Puis, malicieux, il ajoute :
— Vous avez toujours été calé en géographie.
— Eh bien, vous avez descendu la Rivière Plumée, simplement.
Ce « simplement » est magnifique.
Ils ont tourné à droite au lieu de tourner à gauche « simplement ». Ils ont souffert le froid, la fatigue, la faim, ils ont vu la mort en face « simplement », avec cet héroïsme que demande tous les jours la vie polaire. Héroïsme sans beauté, sans grandeur, sans idéal, mais héroïsme tout de même qui en vaut bien un autre, qui vaut mieux peut-être qu'un autre, puisqu'il est fait d'abnégation et d'obscurité.

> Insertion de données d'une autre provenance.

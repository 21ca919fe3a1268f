//! Node records stored in the [`Document`](crate::Document) arena.

use std::fmt;

/// Opaque handle of a node inside one [`Document`](crate::Document).
///
/// Identity is the handle itself: two structurally equal elements are still
/// different nodes.
#[derive(Debug, Clone, Copy, PartialEq, Eq, Hash, PartialOrd, Ord)]
pub struct NodeId(pub(crate) usize);

impl NodeId {
    /// The position of the node in the arena.
    pub fn index(self) -> usize {
        self.0
    }
}

/// A namespace-qualified name plus the prefix it prefers when serialized.
#[derive(Debug, Clone, PartialEq, Eq, Hash)]
pub struct ExpandedName {
    pub namespace: Option<String>,
    pub local: String,
    pub prefix: Option<String>,
}

impl ExpandedName {
    /// A name in no namespace.
    pub fn local(local: &str) -> Self {
        Self {
            namespace: None,
            local: local.to_string(),
            prefix: None,
        }
    }

    pub fn new(namespace: &str, local: &str, prefix: Option<&str>) -> Self {
        Self {
            namespace: Some(namespace.to_string()),
            local: local.to_string(),
            prefix: prefix.map(str::to_string),
        }
    }

    /// Compares namespace and local name, ignoring the prefix.
    pub fn matches(&self, namespace: Option<&str>, local: &str) -> bool {
        self.namespace.as_deref() == namespace && self.local == local
    }

    /// Whether the name lives in `namespace`.
    pub fn in_namespace(&self, namespace: &str) -> bool {
        self.namespace.as_deref() == Some(namespace)
    }

    /// The name as written in markup, `prefix:local` or just `local`.
    pub fn qualified(&self) -> String {
        match &self.prefix {
            Some(prefix) => format!("{}:{}", prefix, self.local),
            None => self.local.clone(),
        }
    }

    /// Namespace and local name only, used as a key when comparing child tags.
    pub fn key(&self) -> (Option<&str>, &str) {
        (self.namespace.as_deref(), self.local.as_str())
    }
}

/// Clark notation: `{namespace}local`.
impl fmt::Display for ExpandedName {
    fn fmt(&self, f: &mut fmt::Formatter<'_>) -> fmt::Result {
        match &self.namespace {
            Some(ns) => write!(f, "{{{}}}{}", ns, self.local),
            None => write!(f, "{}", self.local),
        }
    }
}

#[derive(Debug, Clone, PartialEq, Eq)]
pub struct Attribute {
    pub name: ExpandedName,
    pub value: String,
}

/// Where an element started in its source file.
#[derive(Debug, Clone, PartialEq, Eq)]
pub struct SourceLocation {
    /// The last path component of the input, e.g. `form.xml`.
    pub origin: String,
    /// 1-based line number.
    pub line: u32,
}

impl fmt::Display for SourceLocation {
    fn fmt(&self, f: &mut fmt::Formatter<'_>) -> fmt::Result {
        write!(f, "{}:{}", self.origin, self.line)
    }
}

#[derive(Debug, Clone, PartialEq, Eq)]
pub struct ElementData {
    pub name: ExpandedName,
    pub attributes: Vec<Attribute>,
    /// Namespace declarations written on this element in the source,
    /// `(prefix, uri)` with `None` for the default namespace.
    pub namespace_decls: Vec<(Option<String>, String)>,
}

impl ElementData {
    pub fn new(name: ExpandedName) -> Self {
        Self {
            name,
            attributes: Vec::new(),
            namespace_decls: Vec::new(),
        }
    }

    pub fn attribute(&self, namespace: Option<&str>, local: &str) -> Option<&str> {
        self.attributes
            .iter()
            .find(|a| a.name.matches(namespace, local))
            .map(|a| a.value.as_str())
    }
}

#[derive(Debug, Clone, PartialEq, Eq)]
pub enum NodeKind {
    Root,
    Element(ElementData),
    Text(String),
    Comment(String),
    ProcessingInstruction { target: String, value: Option<String> },
}

#[derive(Debug, Clone)]
pub(crate) struct NodeData {
    pub(crate) kind: NodeKind,
    pub(crate) parent: Option<NodeId>,
    pub(crate) children: Vec<NodeId>,
    pub(crate) location: Option<SourceLocation>,
}

impl NodeData {
    pub(crate) fn new(kind: NodeKind) -> Self {
        Self {
            kind,
            parent: None,
            children: Vec::new(),
            location: None,
        }
    }
}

— Que vont-ils faire là-bas? diront les esprits forts, bien calés dans leur fauteuil.
A ceux-là je répondrai avec le mot de Laforgue :
« La vie est terriblement quotidienne. » Dans les villes, elle broie tous les enthousiasmes, trouble la pureté des âmes, l'eau se souille… tandis que là-bas, l'eau reste claire. Ils sont par centaines au sommet des monts tronqués, dans le creux des cratères morts, les lacs si limpides, si beaux que le voyageur surpris les appelle « lacs-miroirs ».
Sur ces miroirs, nous nous sommes penchés et nous avons regardé ce qu'il y avait devant nous, songeant à ce que nous avions laissé derrière.
Derrière, c'était les appétits, les lâchetés, les compromissions sans courage.